(Records shown)

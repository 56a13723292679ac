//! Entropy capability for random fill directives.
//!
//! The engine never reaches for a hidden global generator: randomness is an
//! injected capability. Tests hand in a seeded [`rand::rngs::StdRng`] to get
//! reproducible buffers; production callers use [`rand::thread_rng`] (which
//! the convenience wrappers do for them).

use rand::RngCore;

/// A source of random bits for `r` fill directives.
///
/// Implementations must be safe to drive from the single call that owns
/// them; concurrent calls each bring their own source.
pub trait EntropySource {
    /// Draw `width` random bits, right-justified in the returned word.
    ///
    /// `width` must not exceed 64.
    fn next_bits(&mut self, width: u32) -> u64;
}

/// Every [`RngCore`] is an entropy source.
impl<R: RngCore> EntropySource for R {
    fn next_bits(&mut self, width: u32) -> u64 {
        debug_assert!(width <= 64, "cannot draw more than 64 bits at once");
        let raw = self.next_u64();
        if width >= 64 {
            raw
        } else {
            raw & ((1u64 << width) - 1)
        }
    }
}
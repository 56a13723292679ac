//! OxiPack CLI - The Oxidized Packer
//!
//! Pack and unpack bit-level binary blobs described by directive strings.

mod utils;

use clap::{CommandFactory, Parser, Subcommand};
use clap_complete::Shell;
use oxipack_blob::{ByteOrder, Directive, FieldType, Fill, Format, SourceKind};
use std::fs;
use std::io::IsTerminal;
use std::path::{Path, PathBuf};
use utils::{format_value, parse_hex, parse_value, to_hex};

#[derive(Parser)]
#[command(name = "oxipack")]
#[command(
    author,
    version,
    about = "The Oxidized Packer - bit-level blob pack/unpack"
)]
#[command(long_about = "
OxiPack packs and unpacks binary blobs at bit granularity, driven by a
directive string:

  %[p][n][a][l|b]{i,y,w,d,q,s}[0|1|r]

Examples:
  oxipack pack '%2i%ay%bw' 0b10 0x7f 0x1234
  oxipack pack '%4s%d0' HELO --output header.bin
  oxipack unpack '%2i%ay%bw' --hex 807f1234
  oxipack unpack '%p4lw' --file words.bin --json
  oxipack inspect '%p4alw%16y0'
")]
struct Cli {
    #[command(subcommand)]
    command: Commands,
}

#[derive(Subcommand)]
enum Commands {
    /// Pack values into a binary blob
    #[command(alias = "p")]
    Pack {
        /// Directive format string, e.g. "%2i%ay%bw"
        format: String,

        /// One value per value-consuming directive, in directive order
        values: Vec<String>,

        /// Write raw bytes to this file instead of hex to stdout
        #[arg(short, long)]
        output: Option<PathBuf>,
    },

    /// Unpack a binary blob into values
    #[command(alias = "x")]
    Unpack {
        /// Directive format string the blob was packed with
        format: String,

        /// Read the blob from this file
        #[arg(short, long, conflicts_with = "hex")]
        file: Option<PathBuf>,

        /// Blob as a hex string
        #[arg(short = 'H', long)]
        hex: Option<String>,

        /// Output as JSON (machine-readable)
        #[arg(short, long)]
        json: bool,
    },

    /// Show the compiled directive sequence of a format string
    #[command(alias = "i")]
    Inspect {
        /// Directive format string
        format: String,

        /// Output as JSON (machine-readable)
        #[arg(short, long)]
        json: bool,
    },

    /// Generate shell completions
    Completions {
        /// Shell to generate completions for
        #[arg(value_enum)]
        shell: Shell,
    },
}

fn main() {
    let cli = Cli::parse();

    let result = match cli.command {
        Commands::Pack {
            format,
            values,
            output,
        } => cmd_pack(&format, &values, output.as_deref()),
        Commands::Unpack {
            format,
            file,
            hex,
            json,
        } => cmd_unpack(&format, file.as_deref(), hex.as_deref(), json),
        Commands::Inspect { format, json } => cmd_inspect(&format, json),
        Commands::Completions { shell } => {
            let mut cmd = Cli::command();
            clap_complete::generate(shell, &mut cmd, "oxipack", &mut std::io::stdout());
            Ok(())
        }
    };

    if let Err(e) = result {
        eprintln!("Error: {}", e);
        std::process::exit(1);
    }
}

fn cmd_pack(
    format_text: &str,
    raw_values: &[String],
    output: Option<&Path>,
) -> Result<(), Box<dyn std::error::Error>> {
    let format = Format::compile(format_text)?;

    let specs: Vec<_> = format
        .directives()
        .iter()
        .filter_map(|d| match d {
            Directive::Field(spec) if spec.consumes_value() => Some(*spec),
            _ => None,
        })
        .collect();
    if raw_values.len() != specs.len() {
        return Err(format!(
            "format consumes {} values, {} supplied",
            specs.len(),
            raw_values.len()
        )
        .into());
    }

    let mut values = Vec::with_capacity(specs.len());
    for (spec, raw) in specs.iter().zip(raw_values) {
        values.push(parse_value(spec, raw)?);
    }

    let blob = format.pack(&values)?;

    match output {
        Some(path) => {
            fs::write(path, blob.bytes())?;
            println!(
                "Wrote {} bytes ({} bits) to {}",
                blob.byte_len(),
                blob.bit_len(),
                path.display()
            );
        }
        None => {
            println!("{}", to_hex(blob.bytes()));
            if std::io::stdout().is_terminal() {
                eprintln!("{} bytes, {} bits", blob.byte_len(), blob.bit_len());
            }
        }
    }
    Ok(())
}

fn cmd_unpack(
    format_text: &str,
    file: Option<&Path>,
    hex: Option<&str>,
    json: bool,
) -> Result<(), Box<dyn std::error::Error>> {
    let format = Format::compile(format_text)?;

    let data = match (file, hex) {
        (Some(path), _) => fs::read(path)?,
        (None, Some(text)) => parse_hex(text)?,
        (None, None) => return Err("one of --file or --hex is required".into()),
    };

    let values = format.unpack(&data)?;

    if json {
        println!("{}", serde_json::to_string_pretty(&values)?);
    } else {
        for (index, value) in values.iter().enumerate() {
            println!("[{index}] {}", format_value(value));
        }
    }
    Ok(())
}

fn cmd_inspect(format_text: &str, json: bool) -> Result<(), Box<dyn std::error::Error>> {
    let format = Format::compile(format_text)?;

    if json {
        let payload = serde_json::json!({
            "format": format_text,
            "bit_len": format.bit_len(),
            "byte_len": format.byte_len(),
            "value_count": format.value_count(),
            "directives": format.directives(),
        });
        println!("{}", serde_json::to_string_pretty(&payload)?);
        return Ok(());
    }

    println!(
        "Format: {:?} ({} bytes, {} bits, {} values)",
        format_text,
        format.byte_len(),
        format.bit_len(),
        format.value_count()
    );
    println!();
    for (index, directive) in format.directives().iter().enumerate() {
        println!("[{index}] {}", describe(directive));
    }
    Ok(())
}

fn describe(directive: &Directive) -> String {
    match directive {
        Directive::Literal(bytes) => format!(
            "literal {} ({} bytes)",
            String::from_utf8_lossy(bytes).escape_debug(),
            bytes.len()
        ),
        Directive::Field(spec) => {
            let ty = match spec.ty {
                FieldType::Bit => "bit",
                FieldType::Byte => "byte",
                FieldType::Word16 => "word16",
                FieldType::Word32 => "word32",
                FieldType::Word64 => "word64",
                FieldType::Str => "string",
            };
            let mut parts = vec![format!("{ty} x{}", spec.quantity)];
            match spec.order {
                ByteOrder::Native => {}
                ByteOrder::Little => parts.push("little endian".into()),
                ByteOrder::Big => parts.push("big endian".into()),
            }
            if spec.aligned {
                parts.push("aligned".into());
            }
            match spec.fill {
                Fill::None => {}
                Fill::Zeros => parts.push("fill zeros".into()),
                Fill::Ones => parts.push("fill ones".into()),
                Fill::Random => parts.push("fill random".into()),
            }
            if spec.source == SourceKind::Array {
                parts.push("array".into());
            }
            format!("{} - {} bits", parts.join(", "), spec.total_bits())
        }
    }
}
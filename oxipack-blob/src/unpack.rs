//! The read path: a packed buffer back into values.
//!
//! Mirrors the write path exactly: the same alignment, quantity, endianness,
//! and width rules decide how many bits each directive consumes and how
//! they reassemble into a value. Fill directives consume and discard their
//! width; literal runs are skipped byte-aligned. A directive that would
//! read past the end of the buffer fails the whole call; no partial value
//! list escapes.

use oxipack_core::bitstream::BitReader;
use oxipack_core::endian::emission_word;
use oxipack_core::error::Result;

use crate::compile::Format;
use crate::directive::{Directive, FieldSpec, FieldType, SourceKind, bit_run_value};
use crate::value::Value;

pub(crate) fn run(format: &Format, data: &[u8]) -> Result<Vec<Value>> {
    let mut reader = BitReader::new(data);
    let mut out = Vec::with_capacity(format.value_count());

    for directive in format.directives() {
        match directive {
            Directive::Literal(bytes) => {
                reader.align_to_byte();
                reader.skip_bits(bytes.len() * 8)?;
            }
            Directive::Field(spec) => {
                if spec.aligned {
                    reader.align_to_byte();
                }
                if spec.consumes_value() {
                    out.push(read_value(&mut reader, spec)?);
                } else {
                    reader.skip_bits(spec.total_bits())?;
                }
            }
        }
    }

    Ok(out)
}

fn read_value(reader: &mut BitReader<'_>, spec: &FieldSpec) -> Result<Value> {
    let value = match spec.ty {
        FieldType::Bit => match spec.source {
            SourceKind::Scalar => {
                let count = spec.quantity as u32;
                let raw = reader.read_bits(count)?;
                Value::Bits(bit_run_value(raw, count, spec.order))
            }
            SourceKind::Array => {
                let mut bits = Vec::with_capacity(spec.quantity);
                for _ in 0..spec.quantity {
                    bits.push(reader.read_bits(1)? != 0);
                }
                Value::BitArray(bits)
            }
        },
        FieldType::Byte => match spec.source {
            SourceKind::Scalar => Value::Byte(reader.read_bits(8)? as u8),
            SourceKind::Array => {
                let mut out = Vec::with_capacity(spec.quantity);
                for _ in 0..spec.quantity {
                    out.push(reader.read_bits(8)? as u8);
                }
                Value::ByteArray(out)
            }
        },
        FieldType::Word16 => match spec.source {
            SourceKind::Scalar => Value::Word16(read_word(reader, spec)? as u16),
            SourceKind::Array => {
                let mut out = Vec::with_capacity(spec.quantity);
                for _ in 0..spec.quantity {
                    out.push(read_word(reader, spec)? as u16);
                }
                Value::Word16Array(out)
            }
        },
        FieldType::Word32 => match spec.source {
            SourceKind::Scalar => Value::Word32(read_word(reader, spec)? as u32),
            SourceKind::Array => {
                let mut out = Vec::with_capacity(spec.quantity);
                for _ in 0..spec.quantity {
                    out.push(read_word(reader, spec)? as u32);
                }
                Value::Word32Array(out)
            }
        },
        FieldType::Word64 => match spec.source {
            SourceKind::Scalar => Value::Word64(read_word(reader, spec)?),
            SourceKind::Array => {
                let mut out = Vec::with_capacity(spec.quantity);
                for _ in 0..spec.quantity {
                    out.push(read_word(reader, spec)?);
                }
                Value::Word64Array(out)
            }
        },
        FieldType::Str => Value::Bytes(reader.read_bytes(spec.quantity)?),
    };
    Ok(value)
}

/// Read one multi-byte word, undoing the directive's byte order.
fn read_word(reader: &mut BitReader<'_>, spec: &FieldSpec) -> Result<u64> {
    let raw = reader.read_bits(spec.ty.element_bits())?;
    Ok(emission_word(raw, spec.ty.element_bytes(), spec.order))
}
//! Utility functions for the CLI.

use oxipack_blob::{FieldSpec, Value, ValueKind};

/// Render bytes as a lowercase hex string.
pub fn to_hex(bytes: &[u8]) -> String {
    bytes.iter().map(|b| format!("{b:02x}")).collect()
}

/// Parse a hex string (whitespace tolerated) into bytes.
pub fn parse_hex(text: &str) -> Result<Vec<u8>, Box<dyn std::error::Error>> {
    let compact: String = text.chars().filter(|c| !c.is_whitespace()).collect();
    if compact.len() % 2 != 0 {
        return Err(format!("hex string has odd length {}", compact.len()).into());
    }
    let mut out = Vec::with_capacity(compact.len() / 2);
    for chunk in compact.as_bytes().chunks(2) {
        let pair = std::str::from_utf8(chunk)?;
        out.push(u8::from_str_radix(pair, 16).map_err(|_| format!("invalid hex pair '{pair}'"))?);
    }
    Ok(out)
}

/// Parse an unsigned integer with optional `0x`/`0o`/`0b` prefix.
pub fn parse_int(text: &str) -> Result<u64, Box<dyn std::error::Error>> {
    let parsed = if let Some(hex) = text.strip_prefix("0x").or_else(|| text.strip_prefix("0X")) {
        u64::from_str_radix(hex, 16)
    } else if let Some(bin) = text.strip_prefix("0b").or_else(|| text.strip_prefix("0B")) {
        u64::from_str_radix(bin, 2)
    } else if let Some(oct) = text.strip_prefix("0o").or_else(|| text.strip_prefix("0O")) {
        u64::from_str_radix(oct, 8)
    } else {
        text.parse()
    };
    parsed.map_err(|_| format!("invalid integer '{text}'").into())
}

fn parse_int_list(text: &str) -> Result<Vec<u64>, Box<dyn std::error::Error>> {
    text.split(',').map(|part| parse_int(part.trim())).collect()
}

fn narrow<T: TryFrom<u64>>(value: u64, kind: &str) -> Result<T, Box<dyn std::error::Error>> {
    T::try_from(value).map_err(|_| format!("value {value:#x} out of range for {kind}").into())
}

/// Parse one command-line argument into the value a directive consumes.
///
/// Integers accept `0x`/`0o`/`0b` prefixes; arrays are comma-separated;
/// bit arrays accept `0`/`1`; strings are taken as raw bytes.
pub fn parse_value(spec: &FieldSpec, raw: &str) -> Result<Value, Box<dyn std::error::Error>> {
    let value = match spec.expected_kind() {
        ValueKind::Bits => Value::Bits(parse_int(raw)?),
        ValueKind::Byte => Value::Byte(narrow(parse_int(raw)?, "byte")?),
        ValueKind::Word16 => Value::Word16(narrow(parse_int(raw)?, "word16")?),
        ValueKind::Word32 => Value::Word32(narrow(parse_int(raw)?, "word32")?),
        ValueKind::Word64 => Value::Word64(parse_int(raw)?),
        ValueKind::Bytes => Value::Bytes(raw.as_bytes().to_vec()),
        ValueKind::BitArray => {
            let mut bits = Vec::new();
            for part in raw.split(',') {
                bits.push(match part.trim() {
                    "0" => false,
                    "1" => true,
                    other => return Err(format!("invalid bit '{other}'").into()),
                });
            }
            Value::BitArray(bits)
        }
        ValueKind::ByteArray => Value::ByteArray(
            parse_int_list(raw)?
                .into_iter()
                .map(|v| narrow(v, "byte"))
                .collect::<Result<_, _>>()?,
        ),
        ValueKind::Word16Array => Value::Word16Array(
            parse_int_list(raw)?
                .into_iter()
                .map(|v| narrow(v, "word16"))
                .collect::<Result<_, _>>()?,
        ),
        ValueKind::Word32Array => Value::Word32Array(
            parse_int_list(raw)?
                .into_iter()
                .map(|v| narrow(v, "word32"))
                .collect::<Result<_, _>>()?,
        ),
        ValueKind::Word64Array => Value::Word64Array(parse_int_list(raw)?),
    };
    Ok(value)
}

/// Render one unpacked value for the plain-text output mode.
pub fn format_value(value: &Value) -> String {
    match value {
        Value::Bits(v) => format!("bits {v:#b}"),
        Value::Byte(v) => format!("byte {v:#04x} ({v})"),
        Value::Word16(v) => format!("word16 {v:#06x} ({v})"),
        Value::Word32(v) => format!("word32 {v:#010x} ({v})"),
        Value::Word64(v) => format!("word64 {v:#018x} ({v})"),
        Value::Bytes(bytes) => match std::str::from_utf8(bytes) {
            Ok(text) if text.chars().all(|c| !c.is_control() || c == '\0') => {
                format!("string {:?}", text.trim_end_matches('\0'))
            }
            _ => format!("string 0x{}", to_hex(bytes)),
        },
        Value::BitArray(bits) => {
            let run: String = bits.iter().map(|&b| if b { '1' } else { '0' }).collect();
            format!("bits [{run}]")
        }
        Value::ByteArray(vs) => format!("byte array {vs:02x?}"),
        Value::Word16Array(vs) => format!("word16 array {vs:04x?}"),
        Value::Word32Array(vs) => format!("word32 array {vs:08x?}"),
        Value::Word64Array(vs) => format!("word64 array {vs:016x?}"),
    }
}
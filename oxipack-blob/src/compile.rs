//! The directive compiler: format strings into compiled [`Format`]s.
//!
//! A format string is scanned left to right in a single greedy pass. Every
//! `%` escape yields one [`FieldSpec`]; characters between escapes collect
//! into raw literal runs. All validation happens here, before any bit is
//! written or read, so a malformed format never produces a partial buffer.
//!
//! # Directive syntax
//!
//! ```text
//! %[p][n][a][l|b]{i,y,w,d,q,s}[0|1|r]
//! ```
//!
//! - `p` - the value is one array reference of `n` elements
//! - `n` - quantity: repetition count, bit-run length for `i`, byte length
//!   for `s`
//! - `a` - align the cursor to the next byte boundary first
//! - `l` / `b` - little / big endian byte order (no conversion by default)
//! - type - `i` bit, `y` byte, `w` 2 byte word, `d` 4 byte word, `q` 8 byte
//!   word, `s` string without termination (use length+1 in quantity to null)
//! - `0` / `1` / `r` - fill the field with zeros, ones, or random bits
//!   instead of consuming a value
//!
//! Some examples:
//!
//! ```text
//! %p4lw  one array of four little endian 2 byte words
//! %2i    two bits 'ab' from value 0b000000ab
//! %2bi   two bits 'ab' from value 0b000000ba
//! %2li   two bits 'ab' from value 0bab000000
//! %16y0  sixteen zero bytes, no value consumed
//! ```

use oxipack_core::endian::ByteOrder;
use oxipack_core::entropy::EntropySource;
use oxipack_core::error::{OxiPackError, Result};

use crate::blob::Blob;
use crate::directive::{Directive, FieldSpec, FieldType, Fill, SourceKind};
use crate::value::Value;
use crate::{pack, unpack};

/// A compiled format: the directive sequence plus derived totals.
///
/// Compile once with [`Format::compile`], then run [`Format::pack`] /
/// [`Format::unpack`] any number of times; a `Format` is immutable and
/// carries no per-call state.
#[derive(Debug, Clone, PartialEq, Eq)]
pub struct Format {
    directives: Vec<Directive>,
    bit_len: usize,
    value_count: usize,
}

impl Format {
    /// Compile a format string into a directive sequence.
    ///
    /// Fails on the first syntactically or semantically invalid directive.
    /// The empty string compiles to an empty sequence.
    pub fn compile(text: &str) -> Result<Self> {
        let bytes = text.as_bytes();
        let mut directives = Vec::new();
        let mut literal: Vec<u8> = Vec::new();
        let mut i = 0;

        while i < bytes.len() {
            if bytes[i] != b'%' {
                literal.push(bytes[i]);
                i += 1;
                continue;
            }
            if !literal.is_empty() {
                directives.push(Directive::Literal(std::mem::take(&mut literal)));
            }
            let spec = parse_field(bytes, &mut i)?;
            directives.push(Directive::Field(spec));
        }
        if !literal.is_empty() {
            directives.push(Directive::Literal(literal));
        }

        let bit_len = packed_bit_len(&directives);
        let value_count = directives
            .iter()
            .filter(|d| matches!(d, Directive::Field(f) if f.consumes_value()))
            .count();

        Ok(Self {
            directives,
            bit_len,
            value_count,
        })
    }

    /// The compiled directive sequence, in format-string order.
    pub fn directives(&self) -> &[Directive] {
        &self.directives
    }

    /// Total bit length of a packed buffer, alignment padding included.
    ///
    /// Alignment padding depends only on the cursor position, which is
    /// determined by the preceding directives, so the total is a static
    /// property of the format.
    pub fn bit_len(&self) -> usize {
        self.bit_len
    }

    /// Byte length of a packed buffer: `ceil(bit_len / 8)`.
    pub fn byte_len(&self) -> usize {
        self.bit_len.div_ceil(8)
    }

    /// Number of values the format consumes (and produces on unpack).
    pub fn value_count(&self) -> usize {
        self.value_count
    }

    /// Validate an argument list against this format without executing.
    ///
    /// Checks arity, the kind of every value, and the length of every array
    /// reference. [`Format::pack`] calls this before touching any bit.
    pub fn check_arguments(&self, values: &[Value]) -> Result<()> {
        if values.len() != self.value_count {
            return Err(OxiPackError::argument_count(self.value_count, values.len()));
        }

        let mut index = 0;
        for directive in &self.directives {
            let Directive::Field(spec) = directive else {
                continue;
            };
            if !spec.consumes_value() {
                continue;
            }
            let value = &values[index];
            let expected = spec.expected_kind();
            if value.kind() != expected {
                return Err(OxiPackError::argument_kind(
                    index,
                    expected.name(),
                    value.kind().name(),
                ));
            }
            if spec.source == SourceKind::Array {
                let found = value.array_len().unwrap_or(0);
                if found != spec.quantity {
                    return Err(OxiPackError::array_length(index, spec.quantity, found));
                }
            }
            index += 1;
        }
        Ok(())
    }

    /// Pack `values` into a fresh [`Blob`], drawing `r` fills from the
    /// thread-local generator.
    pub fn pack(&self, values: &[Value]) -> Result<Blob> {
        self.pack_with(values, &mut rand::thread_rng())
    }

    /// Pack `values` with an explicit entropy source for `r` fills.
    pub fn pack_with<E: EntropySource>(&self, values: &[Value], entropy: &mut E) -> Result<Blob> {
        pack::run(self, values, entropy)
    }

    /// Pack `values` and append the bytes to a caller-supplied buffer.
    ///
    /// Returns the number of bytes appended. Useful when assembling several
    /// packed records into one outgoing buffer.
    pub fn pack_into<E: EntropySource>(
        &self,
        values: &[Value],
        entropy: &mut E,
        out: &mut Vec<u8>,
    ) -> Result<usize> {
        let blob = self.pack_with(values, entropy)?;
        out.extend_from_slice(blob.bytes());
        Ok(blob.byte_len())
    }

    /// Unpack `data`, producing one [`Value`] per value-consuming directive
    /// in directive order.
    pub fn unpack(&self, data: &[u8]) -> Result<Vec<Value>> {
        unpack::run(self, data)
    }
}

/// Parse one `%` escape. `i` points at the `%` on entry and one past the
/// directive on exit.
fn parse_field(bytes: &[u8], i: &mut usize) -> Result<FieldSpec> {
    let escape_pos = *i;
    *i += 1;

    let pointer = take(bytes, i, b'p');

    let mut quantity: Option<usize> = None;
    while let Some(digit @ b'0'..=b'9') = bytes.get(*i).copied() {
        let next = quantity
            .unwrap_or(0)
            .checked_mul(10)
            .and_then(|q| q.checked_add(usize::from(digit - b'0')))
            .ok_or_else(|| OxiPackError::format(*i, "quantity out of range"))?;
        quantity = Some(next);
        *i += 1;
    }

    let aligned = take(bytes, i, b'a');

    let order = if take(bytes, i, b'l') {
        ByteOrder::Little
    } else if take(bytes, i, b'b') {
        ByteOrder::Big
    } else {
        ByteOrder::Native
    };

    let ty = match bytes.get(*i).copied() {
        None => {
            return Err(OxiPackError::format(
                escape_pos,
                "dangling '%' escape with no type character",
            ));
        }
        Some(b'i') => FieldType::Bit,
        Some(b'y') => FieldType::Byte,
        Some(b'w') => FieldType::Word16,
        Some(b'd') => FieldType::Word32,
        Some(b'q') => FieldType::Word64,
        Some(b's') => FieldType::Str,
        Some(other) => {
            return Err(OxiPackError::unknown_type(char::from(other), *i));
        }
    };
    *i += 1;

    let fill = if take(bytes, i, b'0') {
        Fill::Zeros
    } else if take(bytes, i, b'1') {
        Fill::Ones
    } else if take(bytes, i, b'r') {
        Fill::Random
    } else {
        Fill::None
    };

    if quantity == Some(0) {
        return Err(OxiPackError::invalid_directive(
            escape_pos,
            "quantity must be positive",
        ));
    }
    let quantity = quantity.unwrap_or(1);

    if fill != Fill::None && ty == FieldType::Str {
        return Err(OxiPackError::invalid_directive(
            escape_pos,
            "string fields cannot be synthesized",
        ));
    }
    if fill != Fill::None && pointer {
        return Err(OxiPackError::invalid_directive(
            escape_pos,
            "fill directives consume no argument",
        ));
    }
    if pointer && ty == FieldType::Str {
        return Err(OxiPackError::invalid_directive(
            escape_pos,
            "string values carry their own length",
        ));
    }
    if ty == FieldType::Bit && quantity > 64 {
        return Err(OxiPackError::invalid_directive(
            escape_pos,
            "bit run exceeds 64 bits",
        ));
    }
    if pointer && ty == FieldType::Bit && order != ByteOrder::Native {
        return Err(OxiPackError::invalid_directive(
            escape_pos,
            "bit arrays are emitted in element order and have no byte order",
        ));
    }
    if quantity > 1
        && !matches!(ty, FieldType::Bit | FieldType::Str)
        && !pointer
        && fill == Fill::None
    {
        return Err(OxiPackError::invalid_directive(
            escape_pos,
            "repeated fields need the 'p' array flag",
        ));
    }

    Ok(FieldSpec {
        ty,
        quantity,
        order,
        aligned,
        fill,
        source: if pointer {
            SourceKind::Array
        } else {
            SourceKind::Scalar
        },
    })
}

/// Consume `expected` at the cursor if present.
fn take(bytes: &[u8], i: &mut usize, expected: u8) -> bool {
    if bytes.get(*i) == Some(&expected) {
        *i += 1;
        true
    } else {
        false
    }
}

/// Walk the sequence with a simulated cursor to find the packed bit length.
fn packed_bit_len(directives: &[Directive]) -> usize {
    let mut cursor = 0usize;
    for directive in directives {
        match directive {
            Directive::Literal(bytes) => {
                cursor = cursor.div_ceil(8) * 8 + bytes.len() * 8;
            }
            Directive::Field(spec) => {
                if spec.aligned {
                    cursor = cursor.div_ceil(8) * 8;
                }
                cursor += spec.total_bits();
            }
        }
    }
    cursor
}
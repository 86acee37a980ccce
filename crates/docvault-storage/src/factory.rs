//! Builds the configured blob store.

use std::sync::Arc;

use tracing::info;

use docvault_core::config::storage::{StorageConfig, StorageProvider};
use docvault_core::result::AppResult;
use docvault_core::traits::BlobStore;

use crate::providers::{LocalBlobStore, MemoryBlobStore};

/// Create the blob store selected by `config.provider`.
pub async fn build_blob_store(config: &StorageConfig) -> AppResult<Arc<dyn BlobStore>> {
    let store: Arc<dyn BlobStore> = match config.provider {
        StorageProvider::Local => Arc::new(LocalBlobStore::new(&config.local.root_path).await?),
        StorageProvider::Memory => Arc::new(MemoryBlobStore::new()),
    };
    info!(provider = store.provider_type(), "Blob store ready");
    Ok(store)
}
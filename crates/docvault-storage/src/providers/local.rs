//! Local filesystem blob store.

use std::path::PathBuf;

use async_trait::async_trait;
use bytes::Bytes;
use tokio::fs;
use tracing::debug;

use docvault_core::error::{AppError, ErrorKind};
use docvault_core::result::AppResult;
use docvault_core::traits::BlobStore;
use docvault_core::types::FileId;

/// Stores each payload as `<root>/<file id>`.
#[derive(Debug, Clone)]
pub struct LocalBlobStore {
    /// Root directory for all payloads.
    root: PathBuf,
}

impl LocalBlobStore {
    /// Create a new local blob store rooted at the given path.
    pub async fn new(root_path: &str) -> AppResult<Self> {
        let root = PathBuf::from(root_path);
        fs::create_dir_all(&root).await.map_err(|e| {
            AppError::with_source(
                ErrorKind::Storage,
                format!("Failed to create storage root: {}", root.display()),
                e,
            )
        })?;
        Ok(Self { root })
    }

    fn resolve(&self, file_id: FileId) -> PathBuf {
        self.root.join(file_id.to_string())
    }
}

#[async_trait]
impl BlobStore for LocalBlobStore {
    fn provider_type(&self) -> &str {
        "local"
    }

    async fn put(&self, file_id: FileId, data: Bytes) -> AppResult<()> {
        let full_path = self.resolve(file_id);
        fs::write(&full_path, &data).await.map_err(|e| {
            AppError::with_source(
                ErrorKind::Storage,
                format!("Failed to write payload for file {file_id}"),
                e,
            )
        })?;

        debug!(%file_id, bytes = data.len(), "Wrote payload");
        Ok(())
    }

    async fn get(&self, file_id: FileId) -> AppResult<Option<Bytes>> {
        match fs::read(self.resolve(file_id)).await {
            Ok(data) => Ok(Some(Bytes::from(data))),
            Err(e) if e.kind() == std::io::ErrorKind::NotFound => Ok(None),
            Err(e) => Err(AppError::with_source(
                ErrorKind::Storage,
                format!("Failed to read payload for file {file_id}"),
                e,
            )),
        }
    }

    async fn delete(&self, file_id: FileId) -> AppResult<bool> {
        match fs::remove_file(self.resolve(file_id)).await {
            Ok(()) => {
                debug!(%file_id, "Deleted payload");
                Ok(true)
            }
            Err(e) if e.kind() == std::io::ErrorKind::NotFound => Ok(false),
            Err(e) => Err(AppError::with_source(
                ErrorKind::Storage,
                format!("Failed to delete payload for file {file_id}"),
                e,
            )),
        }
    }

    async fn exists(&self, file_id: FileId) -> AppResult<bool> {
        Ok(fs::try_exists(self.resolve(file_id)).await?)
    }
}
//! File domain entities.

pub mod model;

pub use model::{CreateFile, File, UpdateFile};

(End Records shown)

- Problem statement: Lines of the listing above that contain the word "capability" must all be copied.

- Result of the exercise:
//! Entropy capability for random fill directives.
//! injected capability. Tests hand in a seeded [`rand::rngs::StdRng`] to get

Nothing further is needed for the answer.